Tous ces faits sont notamment corroborés par plusieurs enregistrements clandestins dont la réalisation (motif n° 4), la publication sur des liens privés (motif n° 5) et la diffusion interne (motif n° 6) constituent les 3 principales justifications de mon exclusion. Pourtant, je ne les ai divulgués que le 7 mars, après 4 mois passés à demander en vain, y compris à nos instances nationales (voir la totalité de mes emails à l’UNSEN), que la lumière soit faite sur ces événements.
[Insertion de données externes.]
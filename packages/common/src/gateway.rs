//! Messaging gateway interface.
//!
//! The gateway accepts a fee-bearing `Send` carrying a [`RelayMessage`] and
//! later delivers its payload to the destination bridge. The bridge only
//! depends on the shape of these messages; any contract honouring them can
//! act as the gateway.

use cosmwasm_schema::{cw_serde, QueryResponses};
use cosmwasm_std::{Binary, Uint128};

/// Auto-execution parameters handed to the gateway for one outbound transfer.
///
/// Field order is part of the external contract: relayers and indexers read
/// the gateway's `Log` event as the tuple
/// `(execution_fee, flags, fallback_address, payload)`.
#[cw_serde]
pub struct RelayMessage {
    /// Fee paid to the executor on the destination chain
    pub execution_fee: Uint128,
    /// Bitset of `flags::*` positions
    pub flags: u32,
    /// Lower-cased `0x`-hex address receiving funds if the destination call fails
    pub fallback_address: String,
    /// ABI-encoded call executed on the destination chain
    pub payload: Binary,
}

#[cw_serde]
pub enum GatewayExecuteMsg {
    /// Submit a message for relay. Native funds attached must cover
    /// the gateway's fixed fee plus `execution_fee`.
    Send(RelayMessage),
}

#[cw_serde]
#[derive(QueryResponses)]
pub enum GatewayQueryMsg {
    /// Flat native fee charged by the gateway per submission
    #[returns(GlobalFeeResponse)]
    GlobalFixedNativeFee {},

    /// A previously accepted submission
    #[returns(Option<SubmissionResponse>)]
    Submission { nonce: u64 },
}

#[cw_serde]
pub struct GlobalFeeResponse {
    pub fee: Uint128,
    pub denom: String,
}

#[cw_serde]
pub struct SubmissionResponse {
    pub nonce: u64,
    pub sender: String,
    pub message: RelayMessage,
    pub funds: Uint128,
}

/// Bit positions understood by the gateway in [`RelayMessage::flags`].
pub mod flags {
    /// Revert the destination transaction if the external call fails
    pub const REVERT_IF_EXTERNAL_FAIL: u32 = 1;
    /// Call the receiver through a proxy that exposes the original sender
    pub const PROXY_WITH_SENDER: u32 = 2;

    /// Set the bit at `position`.
    pub const fn set(flags: u32, position: u32) -> u32 {
        flags | (1 << position)
    }

    /// Whether the bit at `position` is set.
    pub const fn get(flags: u32, position: u32) -> bool {
        (flags >> position) & 1 == 1
    }
}

#[cfg(test)]
mod tests {
    use super::flags;

    #[test]
    fn test_flag_positions() {
        let value = flags::set(
            flags::set(0, flags::REVERT_IF_EXTERNAL_FAIL),
            flags::PROXY_WITH_SENDER,
        );
        assert_eq!(value, 0b0110);
        assert!(flags::get(value, flags::REVERT_IF_EXTERNAL_FAIL));
        assert!(flags::get(value, flags::PROXY_WITH_SENDER));
        assert!(!flags::get(value, 0));
    }
}
//! Execute handlers for the NFT bridge contract.
//!
//! - `outgoing` - OutboundTransfer (lock + relay)
//! - `finalize` - FinalizeInboundTransfer (replay guard + release)
//! - `admin` - role management and fee policy

mod admin;
mod finalize;
mod outgoing;

pub use admin::*;
pub use finalize::*;
pub use outgoing::*;
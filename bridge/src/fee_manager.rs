//! Relay fee policy
//!
//! Every outbound transfer pays two native fees, both forwarded to the
//! gateway with the `Send`:
//!
//! | Fee               | Source                          |
//! |-------------------|---------------------------------|
//! | Execution fee     | Bridge policy (`FeeConfig`)     |
//! | Gateway base fee  | Gateway `GlobalFixedNativeFee`  |
//!
//! The execution fee is flat and independent of the unit being bridged.
//! Admins may change it with `SetExecutionFee`.

use cosmwasm_std::{Addr, Coin, QuerierWrapper, StdResult, Uint128};

use common::{GatewayQueryMsg, GlobalFeeResponse};

use crate::error::ContractError;
use crate::state::{FeeConfig, DEFAULT_EXECUTION_FEE, DEFAULT_FEE_DENOM};

/// Fees an outbound transfer must attach.
#[derive(Debug, Clone, PartialEq)]
pub struct FeeQuote {
    pub execution_fee: Uint128,
    pub gateway_base_fee: Uint128,
    pub total: Uint128,
    pub denom: String,
}

impl FeeConfig {
    pub fn new(execution_fee: Option<Uint128>, fee_denom: Option<String>) -> Self {
        Self {
            execution_fee: execution_fee.unwrap_or(Uint128::new(DEFAULT_EXECUTION_FEE)),
            fee_denom: fee_denom.unwrap_or_else(|| DEFAULT_FEE_DENOM.to_string()),
        }
    }
}

fn query_gateway_fee(querier: &QuerierWrapper, gateway: &Addr) -> StdResult<GlobalFeeResponse> {
    querier.query_wasm_smart(gateway, &GatewayQueryMsg::GlobalFixedNativeFee {})
}

/// Combine the bridge's policy with the gateway's current base fee.
pub fn quote(
    querier: &QuerierWrapper,
    gateway: &Addr,
    fee_config: &FeeConfig,
) -> Result<FeeQuote, ContractError> {
    let gateway_fee = query_gateway_fee(querier, gateway)
        .map_err(|e| ContractError::relay(format!("gateway fee query failed: {}", e)))?;

    if gateway_fee.denom != fee_config.fee_denom {
        return Err(ContractError::relay(format!(
            "gateway charges {} but bridge fees are in {}",
            gateway_fee.denom, fee_config.fee_denom
        )));
    }

    let total = fee_config
        .execution_fee
        .checked_add(gateway_fee.fee)
        .map_err(|e| ContractError::relay(e.to_string()))?;

    Ok(FeeQuote {
        execution_fee: fee_config.execution_fee,
        gateway_base_fee: gateway_fee.fee,
        total,
        denom: fee_config.fee_denom.clone(),
    })
}

/// Validate attached funds against a quote and return the amount to forward.
///
/// Only the fee denom may be attached; any surplus above the quote is
/// forwarded as well.
pub fn check_attached(funds: &[Coin], quote: &FeeQuote) -> Result<Uint128, ContractError> {
    if let Some(foreign) = funds.iter().find(|c| c.denom != quote.denom) {
        return Err(ContractError::relay(format!(
            "unexpected denom {}, fees are paid in {}",
            foreign.denom, quote.denom
        )));
    }

    let attached = funds.iter().map(|c| c.amount).sum::<Uint128>();
    if attached < quote.total {
        return Err(ContractError::relay(format!(
            "insufficient fee: expected {} {}, got {}",
            quote.total, quote.denom, attached
        )));
    }
    Ok(attached)
}
use cosmwasm_std::{StdError, Uint128};
use thiserror::Error;

#[derive(Error, Debug, PartialEq)]
pub enum ContractError {
    #[error("{0}")]
    Std(#[from] StdError),

    #[error("Unauthorized: only admin can perform this action")]
    Unauthorized,

    #[error("Insufficient fee: expected {expected} {denom}, got {got} {denom}")]
    InsufficientFee {
        expected: Uint128,
        got: Uint128,
        denom: String,
    },

    #[error("Gateway is paused")]
    Paused,

    #[error("Fallback address required")]
    MissingFallback,
}
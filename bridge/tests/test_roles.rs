//! Role registry tests: grant, revoke, renounce and membership queries.

use cosmwasm_std::{Addr, Empty};
use cw_multi_test::{App, ContractWrapper, Executor};

use bridge::msg::{ExecuteMsg, HasRoleResponse, InstantiateMsg, QueryMsg, RoleMembersResponse};
use common::{DEFAULT_ADMIN_ROLE, ORACLE_ROLE};

fn contract_bridge() -> Box<dyn cw_multi_test::Contract<Empty>> {
    let contract = ContractWrapper::new(
        bridge::contract::execute,
        bridge::contract::instantiate,
        bridge::contract::query,
    )
    .with_reply(bridge::contract::reply);
    Box::new(contract)
}

fn setup() -> (App, Addr, Addr) {
    let mut app = App::default();
    let deployer = Addr::unchecked("deployer");

    let code_id = app.store_code(contract_bridge());
    let bridge = app
        .instantiate_contract(
            code_id,
            deployer.clone(),
            &InstantiateMsg {
                asset_ledger: "ledger".to_string(),
                gateway: "gateway".to_string(),
                destination_token: "0x49d25DD6a5BC2993c1A4762F826065940909Ee5F".to_string(),
                destination_bridge: "0x976EA74026E726554dB657fA54763abd0C3a0aa9".to_string(),
                fee_denom: None,
                execution_fee: None,
            },
            &[],
            "nft-bridge",
            None,
        )
        .unwrap();

    (app, bridge, deployer)
}

fn has_role(app: &App, bridge: &Addr, role: &str, address: &str) -> bool {
    let res: HasRoleResponse = app
        .wrap()
        .query_wasm_smart(
            bridge,
            &QueryMsg::HasRole {
                role: role.to_string(),
                address: address.to_string(),
            },
        )
        .unwrap();
    res.has_role
}

fn grant(app: &mut App, bridge: &Addr, sender: &Addr, role: &str, address: &str) {
    app.execute_contract(
        sender.clone(),
        bridge.clone(),
        &ExecuteMsg::GrantRole {
            role: role.to_string(),
            address: address.to_string(),
        },
        &[],
    )
    .unwrap();
}

#[test]
fn test_deployer_is_admin() {
    let (app, bridge, _) = setup();

    assert!(has_role(&app, &bridge, DEFAULT_ADMIN_ROLE, "deployer"));
    assert!(!has_role(&app, &bridge, ORACLE_ROLE, "deployer"));

    let members: RoleMembersResponse = app
        .wrap()
        .query_wasm_smart(
            &bridge,
            &QueryMsg::RoleMembers {
                role: DEFAULT_ADMIN_ROLE.to_string(),
                start_after: None,
                limit: None,
            },
        )
        .unwrap();
    assert_eq!(members.members, vec![Addr::unchecked("deployer")]);
}

#[test]
fn test_grant_oracle() {
    let (mut app, bridge, deployer) = setup();

    let res = app
        .execute_contract(
            deployer.clone(),
            bridge.clone(),
            &ExecuteMsg::GrantRole {
                role: ORACLE_ROLE.to_string(),
                address: "oracle".to_string(),
            },
            &[],
        )
        .unwrap();
    let granted = res.events.iter().find(|e| e.ty == "wasm-role_granted");
    assert!(granted.is_some());
    assert!(has_role(&app, &bridge, ORACLE_ROLE, "oracle"));

    // Granting again is accepted but changes nothing
    let res = app
        .execute_contract(
            deployer,
            bridge.clone(),
            &ExecuteMsg::GrantRole {
                role: ORACLE_ROLE.to_string(),
                address: "oracle".to_string(),
            },
            &[],
        )
        .unwrap();
    assert!(!res.events.iter().any(|e| e.ty == "wasm-role_granted"));
}

#[test]
fn test_non_admin_cannot_grant() {
    let (mut app, bridge, _) = setup();

    let res = app.execute_contract(
        Addr::unchecked("mallory"),
        bridge.clone(),
        &ExecuteMsg::GrantRole {
            role: ORACLE_ROLE.to_string(),
            address: "mallory".to_string(),
        },
        &[],
    );
    let err_str = res.unwrap_err().root_cause().to_string();
    assert!(err_str.contains("Unauthorized"), "got: {}", err_str);
    assert!(!has_role(&app, &bridge, ORACLE_ROLE, "mallory"));
}

#[test]
fn test_oracle_cannot_grant() {
    let (mut app, bridge, deployer) = setup();
    grant(&mut app, &bridge, &deployer, ORACLE_ROLE, "oracle");

    let res = app.execute_contract(
        Addr::unchecked("oracle"),
        bridge.clone(),
        &ExecuteMsg::GrantRole {
            role: ORACLE_ROLE.to_string(),
            address: "friend".to_string(),
        },
        &[],
    );
    assert!(res.is_err());
    assert!(!has_role(&app, &bridge, ORACLE_ROLE, "friend"));
}

#[test]
fn test_unknown_role_rejected() {
    let (mut app, bridge, deployer) = setup();

    let res = app.execute_contract(
        deployer,
        bridge,
        &ExecuteMsg::GrantRole {
            role: "MINTER_ROLE".to_string(),
            address: "oracle".to_string(),
        },
        &[],
    );
    let err_str = res.unwrap_err().root_cause().to_string();
    assert!(err_str.contains("Unknown role: MINTER_ROLE"), "got: {}", err_str);
}

#[test]
fn test_revoke_oracle() {
    let (mut app, bridge, deployer) = setup();
    grant(&mut app, &bridge, &deployer, ORACLE_ROLE, "oracle");

    let res = app
        .execute_contract(
            deployer,
            bridge.clone(),
            &ExecuteMsg::RevokeRole {
                role: ORACLE_ROLE.to_string(),
                address: "oracle".to_string(),
            },
            &[],
        )
        .unwrap();
    assert!(res.events.iter().any(|e| e.ty == "wasm-role_revoked"));
    assert!(!has_role(&app, &bridge, ORACLE_ROLE, "oracle"));
}

#[test]
fn test_renounce_oracle() {
    let (mut app, bridge, deployer) = setup();
    grant(&mut app, &bridge, &deployer, ORACLE_ROLE, "oracle");

    app.execute_contract(
        Addr::unchecked("oracle"),
        bridge.clone(),
        &ExecuteMsg::RenounceRole {
            role: ORACLE_ROLE.to_string(),
        },
        &[],
    )
    .unwrap();
    assert!(!has_role(&app, &bridge, ORACLE_ROLE, "oracle"));
}

#[test]
fn test_admin_handover() {
    let (mut app, bridge, deployer) = setup();

    // The sole admin cannot step down
    let res = app.execute_contract(
        deployer.clone(),
        bridge.clone(),
        &ExecuteMsg::RenounceRole {
            role: DEFAULT_ADMIN_ROLE.to_string(),
        },
        &[],
    );
    let err_str = res.unwrap_err().root_cause().to_string();
    assert!(
        err_str.contains("Cannot remove the last holder"),
        "got: {}",
        err_str
    );

    grant(&mut app, &bridge, &deployer, DEFAULT_ADMIN_ROLE, "successor");
    app.execute_contract(
        deployer,
        bridge.clone(),
        &ExecuteMsg::RenounceRole {
            role: DEFAULT_ADMIN_ROLE.to_string(),
        },
        &[],
    )
    .unwrap();

    assert!(!has_role(&app, &bridge, DEFAULT_ADMIN_ROLE, "deployer"));
    assert!(has_role(&app, &bridge, DEFAULT_ADMIN_ROLE, "successor"));

    // New admin governs the registry
    grant(
        &mut app,
        &bridge,
        &Addr::unchecked("successor"),
        ORACLE_ROLE,
        "oracle",
    );
    assert!(has_role(&app, &bridge, ORACLE_ROLE, "oracle"));
}

#[test]
fn test_role_members_pagination() {
    let (mut app, bridge, deployer) = setup();
    for oracle in ["oracle_a", "oracle_b", "oracle_c"] {
        grant(&mut app, &bridge, &deployer, ORACLE_ROLE, oracle);
    }

    let page: RoleMembersResponse = app
        .wrap()
        .query_wasm_smart(
            &bridge,
            &QueryMsg::RoleMembers {
                role: ORACLE_ROLE.to_string(),
                start_after: Some("oracle_a".to_string()),
                limit: Some(1),
            },
        )
        .unwrap();
    assert_eq!(page.role, ORACLE_ROLE);
    assert_eq!(page.members, vec![Addr::unchecked("oracle_b")]);
}
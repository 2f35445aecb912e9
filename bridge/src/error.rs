//! Error types for the NFT bridge contract

use cosmwasm_std::StdError;
use thiserror::Error;

#[derive(Error, Debug, PartialEq)]
pub enum ContractError {
    #[error("{0}")]
    Std(#[from] StdError),

    // ========================================================================
    // Configuration Errors
    // ========================================================================

    /// Construction-time only; the whole deployment fails.
    #[error("Invalid configuration: {reason}")]
    InvalidConfiguration { reason: String },

    #[error("Invalid address: {reason}")]
    InvalidAddress { reason: String },

    // ========================================================================
    // Authorization Errors
    // ========================================================================

    #[error("Unauthorized: {account} is missing role {role}")]
    Unauthorized { account: String, role: String },

    #[error("Unknown role: {role}")]
    UnknownRole { role: String },

    #[error("Cannot remove the last holder of {role}")]
    CannotRemoveLastAdmin { role: String },

    // ========================================================================
    // Custody Errors
    // ========================================================================

    #[error("Custody transfer failed for unit {amount}: {reason}")]
    CustodyTransferFailed { amount: String, reason: String },

    // ========================================================================
    // Relay Errors
    // ========================================================================

    #[error("Relay send failed: {reason}")]
    RelaySendFailed { reason: String },

    // ========================================================================
    // Replay Errors
    // ========================================================================

    #[error("Source transaction already finalized: {source_tx}")]
    AlreadyFinalized { source_tx: String },

    #[error("Invalid source transaction reference: {reason}")]
    InvalidSourceTx { reason: String },
}

impl ContractError {
    pub(crate) fn custody(amount: impl ToString, reason: impl Into<String>) -> Self {
        ContractError::CustodyTransferFailed {
            amount: amount.to_string(),
            reason: reason.into(),
        }
    }

    pub(crate) fn relay(reason: impl Into<String>) -> Self {
        ContractError::RelaySendFailed {
            reason: reason.into(),
        }
    }
}
//! Admin operations handlers.
//!
//! - Role management (grant/revoke/renounce)
//! - Relay fee policy

use cosmwasm_std::{DepsMut, Event, MessageInfo, Response, Uint128};

use common::DEFAULT_ADMIN_ROLE;

use crate::error::ContractError;
use crate::roles::{self, ensure_known, ensure_role};
use crate::state::FEE_CONFIG;

// ============================================================================
// Role Management
// ============================================================================

/// Grant `role` to `address`. Granting a held role succeeds without change.
pub fn execute_grant_role(
    deps: DepsMut,
    info: MessageInfo,
    role: String,
    address: String,
) -> Result<Response, ContractError> {
    ensure_role(deps.storage, DEFAULT_ADMIN_ROLE, &info.sender)?;
    ensure_known(&role)?;

    let account = deps.api.addr_validate(&address)?;
    let changed = roles::grant(deps.storage, &role, &account)?;

    let mut res = Response::new()
        .add_attribute("action", "grant_role")
        .add_attribute("role", &role)
        .add_attribute("account", account.as_str())
        .add_attribute("changed", changed.to_string());
    if changed {
        res = res.add_event(
            Event::new("role_granted")
                .add_attribute("role", role)
                .add_attribute("account", account)
                .add_attribute("sender", info.sender),
        );
    }
    Ok(res)
}

/// Revoke `role` from `address`.
pub fn execute_revoke_role(
    deps: DepsMut,
    info: MessageInfo,
    role: String,
    address: String,
) -> Result<Response, ContractError> {
    ensure_role(deps.storage, DEFAULT_ADMIN_ROLE, &info.sender)?;
    ensure_known(&role)?;

    let account = deps.api.addr_validate(&address)?;
    let changed = roles::revoke(deps.storage, &role, &account)?;

    Ok(revoked_response("revoke_role", role, account.as_str(), info.sender.as_str(), changed))
}

/// Drop one of the caller's own roles.
pub fn execute_renounce_role(
    deps: DepsMut,
    info: MessageInfo,
    role: String,
) -> Result<Response, ContractError> {
    ensure_known(&role)?;
    let changed = roles::revoke(deps.storage, &role, &info.sender)?;

    Ok(revoked_response(
        "renounce_role",
        role,
        info.sender.as_str(),
        info.sender.as_str(),
        changed,
    ))
}

fn revoked_response(
    action: &str,
    role: String,
    account: &str,
    sender: &str,
    changed: bool,
) -> Response {
    let res = Response::new()
        .add_attribute("action", action)
        .add_attribute("role", &role)
        .add_attribute("account", account)
        .add_attribute("changed", changed.to_string());
    if !changed {
        return res;
    }
    res.add_event(
        Event::new("role_revoked")
            .add_attribute("role", role)
            .add_attribute("account", account)
            .add_attribute("sender", sender),
    )
}

// ============================================================================
// Fee Policy
// ============================================================================

/// Set the flat execution fee charged per outbound transfer.
pub fn execute_set_execution_fee(
    deps: DepsMut,
    info: MessageInfo,
    execution_fee: Uint128,
) -> Result<Response, ContractError> {
    ensure_role(deps.storage, DEFAULT_ADMIN_ROLE, &info.sender)?;

    let mut fee_config = FEE_CONFIG.load(deps.storage)?;
    fee_config.execution_fee = execution_fee;
    FEE_CONFIG.save(deps.storage, &fee_config)?;

    Ok(Response::new()
        .add_attribute("action", "set_execution_fee")
        .add_attribute("execution_fee", execution_fee))
}
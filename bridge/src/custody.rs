//! Asset custody ledger
//!
//! The custodied asset is a CW721 contract the bridge does not own. This
//! module reads its observable state (owner, approvals, holdings) and builds
//! the transfer messages the bridge dispatches. Pre-flight checks turn a
//! transfer the ledger would reject into `CustodyTransferFailed` up front;
//! rejections they cannot foresee come back through the contract's `reply`.

use cosmwasm_std::{
    to_json_binary, Addr, CosmosMsg, QuerierWrapper, StdResult, Storage, SubMsg, WasmMsg,
};
use cw721::{
    Cw721ExecuteMsg, Cw721QueryMsg, OperatorResponse, OwnerOfResponse, TokensResponse,
};

use crate::error::ContractError;
use crate::state::PENDING_UNIT;

/// Page size used when counting holdings
const TOKENS_PAGE: u32 = 100;

pub fn owner_of(querier: &QuerierWrapper, ledger: &Addr, token_id: &str) -> StdResult<String> {
    let res: OwnerOfResponse = querier.query_wasm_smart(
        ledger,
        &Cw721QueryMsg::OwnerOf {
            token_id: token_id.to_string(),
            include_expired: None,
        },
    )?;
    Ok(res.owner)
}

/// Number of units `owner` holds on the ledger.
///
/// Walks the ledger's full `Tokens` listing, so cost grows with holdings.
/// Meant for audits; handlers use the `CUSTODY` records instead.
pub fn balance_of(querier: &QuerierWrapper, ledger: &Addr, owner: &Addr) -> StdResult<u64> {
    let mut count = 0u64;
    let mut start_after: Option<String> = None;
    loop {
        let page: TokensResponse = querier.query_wasm_smart(
            ledger,
            &Cw721QueryMsg::Tokens {
                owner: owner.to_string(),
                start_after: start_after.clone(),
                limit: Some(TOKENS_PAGE),
            },
        )?;
        count += page.tokens.len() as u64;
        if page.tokens.len() < TOKENS_PAGE as usize {
            return Ok(count);
        }
        start_after = page.tokens.last().cloned();
    }
}

/// Whether `spender` may move `token_id` on behalf of `owner`, either through
/// a per-unit approval or an operator grant.
fn can_move(
    querier: &QuerierWrapper,
    ledger: &Addr,
    owner: &OwnerOfResponse,
    owner_addr: &Addr,
    spender: &Addr,
) -> bool {
    if owner
        .approvals
        .iter()
        .any(|a| a.spender == spender.as_str())
    {
        return true;
    }

    // The ledger answers a missing grant with a not-found error
    querier
        .query_wasm_smart::<OperatorResponse>(
            ledger,
            &Cw721QueryMsg::Operator {
                owner: owner_addr.to_string(),
                operator: spender.to_string(),
                include_expired: None,
            },
        )
        .is_ok()
}

/// Check that `bridge` can pull `token_id` out of `depositor`'s wallet.
pub fn ensure_pullable(
    querier: &QuerierWrapper,
    ledger: &Addr,
    depositor: &Addr,
    bridge: &Addr,
    token_id: &str,
) -> Result<(), ContractError> {
    let owner: OwnerOfResponse = querier
        .query_wasm_smart(
            ledger,
            &Cw721QueryMsg::OwnerOf {
                token_id: token_id.to_string(),
                include_expired: None,
            },
        )
        .map_err(|e| ContractError::custody(token_id, e.to_string()))?;

    if owner.owner != depositor.as_str() {
        return Err(ContractError::custody(
            token_id,
            format!("{} is not the owner", depositor),
        ));
    }

    if !can_move(querier, ledger, &owner, depositor, bridge) {
        return Err(ContractError::custody(
            token_id,
            "bridge is not approved to transfer",
        ));
    }
    Ok(())
}

/// Check that `bridge` currently holds `token_id`.
pub fn ensure_held(
    querier: &QuerierWrapper,
    ledger: &Addr,
    bridge: &Addr,
    token_id: &str,
) -> Result<(), ContractError> {
    let owner = owner_of(querier, ledger, token_id)
        .map_err(|e| ContractError::custody(token_id, e.to_string()))?;
    if owner != bridge.as_str() {
        return Err(ContractError::custody(
            token_id,
            "unit is not held by the bridge",
        ));
    }
    Ok(())
}

/// Ledger transfer executed by the bridge, either as approved spender
/// (pull into custody) or as owner (release).
pub fn transfer_msg(ledger: &Addr, recipient: &Addr, token_id: &str) -> StdResult<CosmosMsg> {
    Ok(CosmosMsg::Wasm(WasmMsg::Execute {
        contract_addr: ledger.to_string(),
        msg: to_json_binary(&Cw721ExecuteMsg::TransferNft {
            recipient: recipient.to_string(),
            token_id: token_id.to_string(),
        })?,
        funds: vec![],
    }))
}

/// [`transfer_msg`] dispatched so a ledger failure is reported under
/// `reply_id` and remembered as the pending unit.
pub fn transfer_submsg(
    storage: &mut dyn Storage,
    ledger: &Addr,
    recipient: &Addr,
    token_id: &str,
    reply_id: u64,
) -> StdResult<SubMsg> {
    PENDING_UNIT.save(storage, &token_id.to_string())?;
    Ok(SubMsg::reply_on_error(
        transfer_msg(ledger, recipient, token_id)?,
        reply_id,
    ))
}
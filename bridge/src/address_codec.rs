//! Destination-chain (EVM) address handling
//!
//! The destination token, destination bridge and every outbound recipient are
//! 20-byte EVM addresses supplied as `0x`-prefixed hex. They are parsed once,
//! checked against the zero address where required, and always rendered back
//! in lower case so emitted relay messages are byte-stable regardless of the
//! checksum casing the caller used.

use cosmwasm_std::{StdError, StdResult};

/// A 20-byte EVM address.
#[derive(Debug, Clone, Copy, PartialEq, Eq)]
pub struct EvmAddress([u8; 20]);

impl EvmAddress {
    pub const ZERO: EvmAddress = EvmAddress([0u8; 20]);

    /// Parse a hex address, with or without `0x`, in any letter case.
    pub fn parse(addr: &str) -> StdResult<Self> {
        parse_evm_address(addr).map(Self)
    }

    pub fn is_zero(&self) -> bool {
        self.0 == [0u8; 20]
    }

    pub fn as_bytes(&self) -> &[u8; 20] {
        &self.0
    }

    /// Left-pad to a 32-byte ABI word.
    pub fn to_word(&self) -> [u8; 32] {
        let mut word = [0u8; 32];
        word[12..].copy_from_slice(&self.0);
        word
    }

    /// Lower-case `0x`-prefixed hex.
    pub fn to_hex(&self) -> String {
        encode_evm_address(&self.0)
    }
}

/// Parse a 0x-prefixed hex EVM address to 20 bytes
pub fn parse_evm_address(addr: &str) -> StdResult<[u8; 20]> {
    let hex_str = addr.strip_prefix("0x").unwrap_or(addr);

    if hex_str.len() != 40 {
        return Err(StdError::generic_err(format!(
            "Invalid EVM address length: expected 40 hex chars, got {}",
            hex_str.len()
        )));
    }

    let bytes =
        hex::decode(hex_str).map_err(|e| StdError::generic_err(format!("Invalid hex: {}", e)))?;

    let mut result = [0u8; 20];
    result.copy_from_slice(&bytes);
    Ok(result)
}

/// Encode 20 bytes to EVM hex string with 0x prefix
pub fn encode_evm_address(bytes: &[u8; 20]) -> String {
    format!("0x{}", hex::encode(bytes))
}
La Commission de médiation que j’avais saisie, en lui demandant de faire la lumière sur les pressions indignes dont j’avais été victime, a catégoriquement refusé de le faire et a totalement absous la partie adverse : son rapport affirmait au sujet des menaces et calomnies que j’ai dénoncées que « la commission de médiation n’est pas en mesure de se prononcer puisqu’aucun compte rendu de la réunion du 10 novembre n’a été établi ni transmis  », dérobade d’autant plus grossière qu’un compte rendu de réunion ne saurait en contenir le verbatim intégral, et qu’il aurait suffi de poser la question aux 9 membres du Bureau présents lors de la réunion du 10 novembre. Cela aurait pu être fait durant l’audience de médiation ou en CE, mais toutes mes demandes d’être lavé de cette calomnie discriminatoire ont été rejetées et même raillées, et ce avec un mépris qui n’est pas sans évoquer celui des individus qui avaient parlé d’un simple « troussage de bonne » pour caractériser un viol, car cette mascarade ne visait qu’à valider mon éviction, pas à embarrasser le Bureau. En pointant du doigt une prétendue contradiction entre ma position sur les écoles confessionnelles et ma présence à la CGT, le rapport de cette Commission préparait le terrain pour la procédure d’exclusion, qui a été proposée en CE par son porte-parole Mérovée D. le 13 février et votée le jour même. 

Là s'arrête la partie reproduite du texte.